The Town of Summerville was no exception to the storm’s destruction.

“Oh, it was awful. When I came into Summerville I remember seeing National Guard at Main Street and Richardson directing traffic, weaving back and forth on Richardson Avenue trying to get to my home,” said Summerville-Dorchester Museum historian and retired pediatrician, Ed West.

He recalled coming back into Summerville after spending the night working at Trident Hospital during the storm and said it was the worst hurricane damage he had ever seen in the area.

“When I finally got to my home and couldn’t get up the driveway because there was a big tree down the entire length of the driveway,” he recalled.

He said several town residents went through – and lost – a lot during the storm.

“I realize that there was a lot of suffering going on around me. We were spared, my family was spared but my neighbors got hit hard – they had a couple of trees through their roof.”

Clean up took months and power was out for weeks.

“For two weeks where we lived we were without electricity.”

When it came back on, West said it was just wonderful. “I was standing in my yard and all of the sudden all the lights in my house went on and I just cheered.”

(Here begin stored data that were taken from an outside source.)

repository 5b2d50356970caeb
//! Sync pipeline metrics using OpenTelemetry.

use crate::core::ReloadOutcome;
use opentelemetry::KeyValue;
use opentelemetry::metrics::{Counter, Gauge, Histogram, Meter};
use std::sync::Arc;
use std::time::Instant;

/// Metrics collector for change handling and proxy reloads.
///
/// # Examples
///
/// ```rust,no_run
/// use proxy_config_sync::metrics::SyncMetrics;
/// use proxy_config_sync::core::ReloadOutcome;
/// use opentelemetry::global;
///
/// let metrics = SyncMetrics::new(global::meter("proxy-config-sync"));
///
/// let timer = metrics.start_reload();
/// // ... run the reload pipeline ...
/// metrics.record_reload(timer, &ReloadOutcome::Succeeded);
/// ```
#[derive(Clone)]
pub struct SyncMetrics {
    notifications: Counter<u64>,
    notifications_ignored: Counter<u64>,
    write_failures: Counter<u64>,
    reloads: Counter<u64>,
    reload_duration: Histogram<f64>,
    active_subscriptions: Gauge<i64>,
    since_last_reload: Gauge<i64>,
    last_reload: Arc<parking_lot::Mutex<Option<Instant>>>,
}

impl SyncMetrics {
    /// Create a new metrics collector with the provided meter.
    pub fn new(meter: Meter) -> Self {
        let notifications = meter
            .u64_counter("proxy_config_sync.notifications")
            .with_description("Change notifications received")
            .build();

        let notifications_ignored = meter
            .u64_counter("proxy_config_sync.notifications.ignored")
            .with_description("Change notifications for entries that are not watched")
            .build();

        let write_failures = meter
            .u64_counter("proxy_config_sync.write.failures")
            .with_description("Local file writes that failed")
            .build();

        let reloads = meter
            .u64_counter("proxy_config_sync.reloads")
            .with_description("Reload attempts by outcome")
            .build();

        let reload_duration = meter
            .f64_histogram("proxy_config_sync.reload.duration")
            .with_description("Duration of the validate and apply commands in seconds")
            .with_unit("s")
            .build();

        let active_subscriptions = meter
            .i64_gauge("proxy_config_sync.subscriptions.active")
            .with_description("Number of registered change subscriptions")
            .build();

        let since_last_reload = meter
            .i64_gauge("proxy_config_sync.reload.age")
            .with_description("Time since the last successful reload in seconds")
            .with_unit("s")
            .build();

        Self {
            notifications,
            notifications_ignored,
            write_failures,
            reloads,
            reload_duration,
            active_subscriptions,
            since_last_reload,
            last_reload: Arc::new(parking_lot::Mutex::new(None)),
        }
    }

    /// Count a received change notification.
    pub fn record_notification(&self) {
        self.notifications.add(1, &[]);
    }

    /// Count a notification for an entry that is not watched.
    pub fn record_ignored(&self) {
        self.notifications_ignored.add(1, &[]);
    }

    /// Count a failed local write.
    pub fn record_write_failure(&self) {
        self.write_failures.add(1, &[]);
    }

    /// Start a reload timer.
    pub fn start_reload(&self) -> Instant {
        Instant::now()
    }

    /// Record the outcome of a reload started with [`SyncMetrics::start_reload`].
    pub fn record_reload(&self, start: Instant, outcome: &ReloadOutcome) {
        let attributes = [KeyValue::new("outcome", outcome.label())];
        self.reloads.add(1, &attributes);
        self.reload_duration
            .record(start.elapsed().as_secs_f64(), &attributes);

        if outcome.is_success() {
            *self.last_reload.lock() = Some(Instant::now());
        }
    }

    /// Update the number of active subscriptions.
    pub fn update_subscription_count(&self, count: i64) {
        self.active_subscriptions.record(count, &[]);
    }

    /// Publish the time since the last successful reload, if any happened.
    ///
    /// This should be called periodically.
    pub fn update_reload_age(&self) {
        if let Some(at) = *self.last_reload.lock() {
            self.since_last_reload
                .record(at.elapsed().as_secs() as i64, &[]);
        }
    }
}
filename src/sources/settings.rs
//! Settings describing one run of the synchronizer.

use crate::core::{CommandSpec, Validate, WatchedEntry, WatchedEntrySet};
use crate::error::{Result, ValidationError};
use serde::Deserialize;
use std::time::Duration;

/// Everything needed to start the synchronizer.
#[derive(Debug, Clone, Deserialize)]
pub struct SyncSettings {
    /// Remote configuration service connection.
    pub server: ServerSettings,
    /// Entries to keep in sync.
    #[serde(default)]
    pub files: Vec<WatchedEntry>,
    /// Operator alerting.
    #[serde(default)]
    pub alert: AlertSettings,
    /// Commands used to reload the proxy.
    #[serde(default)]
    pub reload: ReloadSettings,
}

/// Connection settings for the remote configuration service.
#[derive(Debug, Clone, Deserialize)]
pub struct ServerSettings {
    /// Host name or IP address.
    #[serde(default)]
    pub address: String,
    /// TCP port.
    #[serde(default)]
    pub port: u16,
    /// Namespace (tenant) identifier.
    #[serde(default)]
    pub namespace: String,
    /// URL scheme, `http` or `https`.
    #[serde(default = "default_scheme")]
    pub scheme: String,
    /// Context path the service is mounted under.
    #[serde(default = "default_context_path")]
    pub context_path: String,
    /// Per-request timeout in milliseconds.
    #[serde(default = "default_timeout_ms")]
    pub timeout_ms: u64,
    /// How long the service may hold a change long-poll, in milliseconds.
    #[serde(default = "default_long_poll_timeout_ms")]
    pub long_poll_timeout_ms: u64,
}

impl ServerSettings {
    /// Connection settings with default scheme, context path, and timeouts.
    pub fn new(address: impl Into<String>, port: u16, namespace: impl Into<String>) -> Self {
        Self {
            address: address.into(),
            port,
            namespace: namespace.into(),
            scheme: default_scheme(),
            context_path: default_context_path(),
            timeout_ms: default_timeout_ms(),
            long_poll_timeout_ms: default_long_poll_timeout_ms(),
        }
    }
}

/// Operator alert settings.
#[derive(Debug, Clone, Default, Deserialize)]
pub struct AlertSettings {
    /// Whether alerts are sent at all.
    #[serde(default)]
    pub enabled: bool,
    /// Webhook endpoint alerts are posted to.
    #[serde(default)]
    pub url: Option<String>,
    /// Label prefixed to every alert; defaults to the host name.
    #[serde(default)]
    pub host_label: Option<String>,
}

/// Commands run against the proxy after a file changed.
#[derive(Debug, Clone, Deserialize)]
pub struct ReloadSettings {
    /// Configuration test command line.
    #[serde(default = "default_test_command")]
    pub test_command: String,
    /// Reload command line.
    #[serde(default = "default_reload_command")]
    pub reload_command: String,
    /// Deadline for each command in seconds; `0` disables the deadline.
    #[serde(default = "default_reload_timeout_secs")]
    pub timeout_secs: u64,
}

impl Default for ReloadSettings {
    fn default() -> Self {
        Self {
            test_command: default_test_command(),
            reload_command: default_reload_command(),
            timeout_secs: default_reload_timeout_secs(),
        }
    }
}

impl ReloadSettings {
    /// The configuration test command, if non-empty.
    pub fn test_spec(&self) -> Option<CommandSpec> {
        CommandSpec::from_words(self.test_command.split_whitespace())
    }

    /// The reload command, if non-empty.
    pub fn reload_spec(&self) -> Option<CommandSpec> {
        CommandSpec::from_words(self.reload_command.split_whitespace())
    }

    /// Per-command deadline.
    pub fn timeout(&self) -> Option<Duration> {
        (self.timeout_secs > 0).then(|| Duration::from_secs(self.timeout_secs))
    }
}

impl SyncSettings {
    /// The watched entries as a validated set.
    ///
    /// # Errors
    ///
    /// Returns `SyncError::ParseError` for an empty list, empty fields, or
    /// duplicate entries.
    pub fn entry_set(&self) -> Result<WatchedEntrySet> {
        WatchedEntrySet::from_entries(self.files.clone())
    }
}

impl Validate for SyncSettings {
    fn validate(&self) -> std::result::Result<(), ValidationError> {
        let mut problems = Vec::new();

        if self.server.address.trim().is_empty() {
            problems.push(ValidationError::invalid_field(
                "server.address",
                "must not be empty",
            ));
        }
        if self.server.port == 0 {
            problems.push(ValidationError::invalid_field(
                "server.port",
                "must be non-zero",
            ));
        }
        if self.server.namespace.trim().is_empty() {
            problems.push(ValidationError::invalid_field(
                "server.namespace",
                "must not be empty",
            ));
        }
        if !matches!(self.server.scheme.as_str(), "http" | "https") {
            problems.push(ValidationError::invalid_field(
                "server.scheme",
                format!("must be http or https, got '{}'", self.server.scheme),
            ));
        }

        if let Err(e) = self.entry_set() {
            problems.push(ValidationError::invalid_field("files", e.to_string()));
        }

        if self.reload.test_spec().is_none() {
            problems.push(ValidationError::invalid_field(
                "reload.test_command",
                "must not be empty",
            ));
        }
        if self.reload.reload_spec().is_none() {
            problems.push(ValidationError::invalid_field(
                "reload.reload_command",
                "must not be empty",
            ));
        }

        let has_url = self
            .alert
            .url
            .as_deref()
            .is_some_and(|url| !url.trim().is_empty());
        if self.alert.enabled && !has_url {
            problems.push(ValidationError::invalid_field(
                "alert.url",
                "is required when alerting is enabled",
            ));
        }

        ValidationError::from_problems(problems)
    }
}

fn default_scheme() -> String {
    "http".to_string()
}

fn default_context_path() -> String {
    "/nacos".to_string()
}

fn default_timeout_ms() -> u64 {
    5000
}

fn default_long_poll_timeout_ms() -> u64 {
    30_000
}

fn default_test_command() -> String {
    "nginx -t".to_string()
}

fn default_reload_command() -> String {
    "nginx -s reload".to_string()
}

fn default_reload_timeout_secs() -> u64 {
    60
}
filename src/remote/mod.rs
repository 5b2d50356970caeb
//! Remote configuration service clients.

mod client;
mod nacos;

pub use client::{
    ChangeEvent, ChangeListener, ChangeNotification, FetchFailure, RemoteConfigClient,
};
pub use nacos::{NacosClient, NacosClientBuilder};
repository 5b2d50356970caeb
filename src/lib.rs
//! # proxy-config-sync
//!
//! Keeps reverse-proxy configuration files in sync with a remote
//! configuration service and reloads the proxy whenever they change.
//!
//! ## Overview
//!
//! `proxy-config-sync` watches a fixed set of entries, each mapping a remote
//! `(dataId, group)` pair to a local file:
//! - An initial sync fetches every entry and writes its file (fatal on error)
//! - A change subscription per entry delivers new content as it is published
//! - Each change overwrites the file, validates the proxy config, then reloads
//! - Optional operator alerts report the result of every change
//!
//! ## Quick Start
//!
//! ```rust,no_run
//! use proxy_config_sync::prelude::*;
//!
//! # async fn example() -> proxy_config_sync::error::Result<()> {
//! let settings = ArgsSource::new(
//!     "10.0.0.5",
//!     8848,
//!     "prod",
//!     "app.conf*DEFAULT_GROUP*/etc/nginx/conf.d/app.conf",
//! )
//! .load_validated()?;
//!
//! let orchestrator = Orchestrator::builder_from_settings(&settings)?.build()?;
//! orchestrator
//!     .run_until(async {
//!         let _ = tokio::signal::ctrl_c().await;
//!     })
//!     .await?;
//! # Ok(())
//! # }
//! ```
//!
//! ## Feature Flags
//!
//! - `metrics`: OpenTelemetry counters for notifications and reloads

#![warn(missing_docs, rust_2024_compatibility)]
#![deny(unsafe_code)]

pub mod core;
pub mod error;
pub mod notify;
pub mod remote;
pub mod sources;

#[cfg(feature = "metrics")]
pub mod metrics;

/// Convenient re-exports for common usage patterns.
pub mod prelude {
    pub use crate::core::{
        ChangeOutcome, Orchestrator, OrchestratorBuilder, ReloadInvoker, ReloadOutcome,
        WatchedEntry, WatchedEntrySet,
    };
    pub use crate::error::{Result, SyncError, ValidationError};
    pub use crate::notify::AlertNotifier;
    pub use crate::remote::{NacosClient, RemoteConfigClient};
    pub use crate::sources::{ArgsSource, ConfigurationSource, FileSource, SyncSettings};

    #[cfg(feature = "metrics")]
    pub use crate::metrics::SyncMetrics;
}
//! Core synchronization types.

mod entry;
mod orchestrator;
mod registry;
mod reload;
mod validation;
mod writer;

pub use entry::{ENTRY_DELIMITER, FIELD_DELIMITER, WatchedEntry, WatchedEntrySet};
pub use orchestrator::{ChangeOutcome, Orchestrator, OrchestratorBuilder, StartReport};
pub use registry::{EntryRegistry, EntrySlot};
pub use reload::{
    CommandRunner, CommandSpec, CommandStatus, ReloadInvoker, ReloadOutcome, ReloadPhase,
    SystemCommandRunner,
};
pub use validation::Validate;
pub use writer::LocalFileWriter;
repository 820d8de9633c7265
mod helpers;
//! Sparse index: one entry per non-empty block.
//!
//! Each entry records the key range a block covers and where its frame
//! starts, so a lookup decompresses at most the blocks whose range contains
//! the key. On disk the entries follow the data region as
//! `[u32 len][entry]` frames, ended by the region boundary or a zero-length
//! frame.

use crate::encoding::{self, Decode, Encode, EncodingError};

use super::SSTableError;

/// Location and key range of one block.
#[derive(Debug, Clone, PartialEq, Eq)]
pub struct SparseIndexEntry {
    /// Smallest key in the block.
    pub key: String,
    /// Largest key in the block.
    pub last_key: String,
    /// Offset of the block's length prefix.
    pub data_start: u64,
    /// Position of the block in the file, starting at 0 for the oldest.
    pub block_index: u32,
}

impl SparseIndexEntry {
    /// `true` if `key` lies in `[self.key, self.last_key]`.
    pub fn covers(&self, key: &str) -> bool {
        self.key.as_str() <= key && key <= self.last_key.as_str()
    }
}

impl Encode for SparseIndexEntry {
    fn encode_to(&self, buf: &mut Vec<u8>) -> Result<(), EncodingError> {
        self.key.encode_to(buf)?;
        self.last_key.encode_to(buf)?;
        self.data_start.encode_to(buf)?;
        self.block_index.encode_to(buf)
    }
}

impl Decode for SparseIndexEntry {
    fn decode_from(buf: &[u8]) -> Result<(Self, usize), EncodingError> {
        let mut off = 0;
        let (key, n) = String::decode_from(&buf[off..])?;
        off += n;
        let (last_key, n) = String::decode_from(&buf[off..])?;
        off += n;
        let (data_start, n) = u64::decode_from(&buf[off..])?;
        off += n;
        let (block_index, n) = u32::decode_from(&buf[off..])?;
        off += n;
        Ok((
            Self {
                key,
                last_key,
                data_start,
                block_index,
            },
            off,
        ))
    }
}

/// Appends `entry` to `buf` as one frame.
pub fn write_entry(buf: &mut Vec<u8>, entry: &SparseIndexEntry) -> Result<(), EncodingError> {
    let body = encoding::encode_to_vec(entry)?;
    encoding::write_frame(buf, &body)
}

/// Parses every entry in an index region.
pub fn parse_entries(region: &[u8]) -> Result<Vec<SparseIndexEntry>, SSTableError> {
    let mut entries = Vec::new();
    for frame in encoding::frames(region) {
        let frame = frame?;
        let (entry, consumed) = encoding::decode_from_slice::<SparseIndexEntry>(frame)?;
        if consumed != frame.len() {
            return Err(EncodingError::Custom(format!(
                "index entry has {} trailing bytes",
                frame.len() - consumed
            ))
            .into());
        }
        entries.push(entry);
    }
    Ok(entries)
}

Summerville is known as the Flowertown in the pines. Unfortunately, some of the worst damage caused by Hurricane Hugo here was the destruction of many, many trees and made it very difficult to get around.

“The trees were just gone. It would break your heart to see,” he said.

Despite all the damage and losses, he said there were still some good moments. In the days after Hugo, some neighbors came together and got to know each other a little bit better.

“There was a lot of ‘why don’t you come over tonight, we’re cooking what we’ve got in the freezer’ and we were eating pretty well there for a while… people were out barbecuing whatever they had,” he said. “I think there were bright moments of people encouraging each other which was great.”